Solarin me miraba fijamente, con las manos apoyadas en el timón. Antes de que yo pudiera reaccionar se inclinó hacia mí… Sus labios eran cálidos. El agua goteó de su cabello sobre mi cara cuando una ola barrió la cubierta y nos azotó con sus punzantes dedos, Solarin se apoyó contra el timón y me atrajo hacia él. Noté que sus manos eran cálidas en los lugares en que la camisa se me pegaba a la piel. Un estremecimiento recorrió mi cuerpo como una corriente eléctrica cuando volvió a besarme, esta vez de manera más prolongada. Las olas subían y bajaban. Seguramente por eso tenía aquella sensación extraña en el estómago. No podía moverme y sentía que su calor me penetraba cada vez más. Luego se apartó y me miró a los ojos con una sonrisa.

—Si sigo así, seguro que nos hundiremos —murmuró a pocos centímetros de mis labios. Se obligó a poner las manos sobre el timón, frunció el ceño y clavó la vista en el mar—. Es mejor que bajes —dijo despacio, como si estuviera pensando en algo. No se volvió a mirarme.

—Buscaré algo para curarte la herida —dije, y me puse furiosa al observar que mi voz sonaba débil.

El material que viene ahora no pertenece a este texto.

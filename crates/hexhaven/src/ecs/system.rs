//! # System — Functions That Advance the World
//!
//! A system is just a function that takes `&mut World` and the simulated
//! time for the current tick. No parameter injection, no dependency graph,
//! no parallelism: systems run strictly in registration order, which makes
//! tick execution deterministic.

use super::world::World;

/// A system that can be executed on a [`World`] once per tick.
///
/// Any `FnMut(&mut World, f32)` implements this trait, so closures and
/// function pointers work directly. `dt` is the simulated time advanced by
/// this tick, in seconds.
pub trait System {
    fn run(&mut self, world: &mut World, dt: f32);
}

impl<F: FnMut(&mut World, f32)> System for F {
    fn run(&mut self, world: &mut World, dt: f32) {
        (self)(world, dt);
    }
}

/// A boxed [`System`] with a short name for diagnostics.
struct NamedSystem {
    name: String,
    system: Box<dyn System>,
}

/// An ordered list of systems. Execution order is registration order.
#[derive(Default)]
pub struct Schedule {
    systems: Vec<NamedSystem>,
}

impl Schedule {
    pub fn new() -> Self {
        Self {
            systems: Vec::new(),
        }
    }

    /// Append a system to the end of the schedule.
    pub fn add_system<S: System + 'static>(&mut self, system: S) {
        self.systems.push(NamedSystem {
            name: short_system_name(std::any::type_name::<S>()),
            system: Box::new(system),
        });
    }

    /// Move all of `other`'s systems onto the end of this schedule.
    pub(crate) fn append(&mut self, other: Schedule) {
        self.systems.extend(other.systems);
    }

    /// Run all systems in order on the given world.
    pub fn run(&mut self, world: &mut World, dt: f32) {
        for ns in &mut self.systems {
            ns.system.run(world, dt);
        }
    }

    pub fn len(&self) -> usize {
        self.systems.len()
    }

    pub fn is_empty(&self) -> bool {
        self.systems.is_empty()
    }

    /// Registered system names, in execution order.
    pub fn names(&self) -> Vec<&str> {
        self.systems.iter().map(|ns| ns.name.as_str()).collect()
    }
}

/// Strip the module path from a fully-qualified type name, keeping only the
/// last meaningful segment (`hexhaven::systems::movement_system` →
/// `movement_system`, `{{closure}}` → `<closure>`).
fn short_system_name(full: &str) -> String {
    let name = full.rsplit("::").next().unwrap_or(full);
    if name.contains("closure") {
        "<closure>".to_string()
    } else {
        name.to_string()
    }
}

#[cfg(test)]
mod tests {
    use super::*;

    fn dummy_system(_world: &mut World, _dt: f32) {}

    #[test]
    fn schedule_captures_system_name() {
        let mut schedule = Schedule::new();
        schedule.add_system(dummy_system);
        assert_eq!(schedule.names(), vec!["dummy_system"]);
    }

    #[test]
    fn closure_system_name() {
        let mut schedule = Schedule::new();
        schedule.add_system(|_world: &mut World, _dt: f32| {});
        assert_eq!(schedule.names(), vec!["<closure>"]);
    }

    #[test]
    fn systems_run_in_registration_order() {
        use std::cell::RefCell;
        use std::rc::Rc;

        let order = Rc::new(RefCell::new(Vec::new()));
        let mut schedule = Schedule::new();
        for label in ["a", "b", "c"] {
            let order = Rc::clone(&order);
            schedule.add_system(move |_: &mut World, _: f32| {
                order.borrow_mut().push(label);
            });
        }

        let mut world = World::new();
        schedule.run(&mut world, 1.0 / 30.0);
        assert_eq!(*order.borrow(), vec!["a", "b", "c"]);
    }
}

El mar seguía encrespado y las oscuras paredes de agua nos rodeaban, pero eso no bastaba para explicar cómo me sentía al mirar su cabello mojado y las zonas donde su camisa desgarrada se pegaba a su cuerpo esbelto y musculoso.

Temblaba todavía cuando descendí por las escaleras. Por supuesto, su abrazo era una manifestación de gratitud, nada más, pensé. Entonces, ¿por qué tenía esa extraña sensación en el estómago? ¿Por qué veía todavía sus ojos verdes, tan penetrantes un segundo antes de que me besara?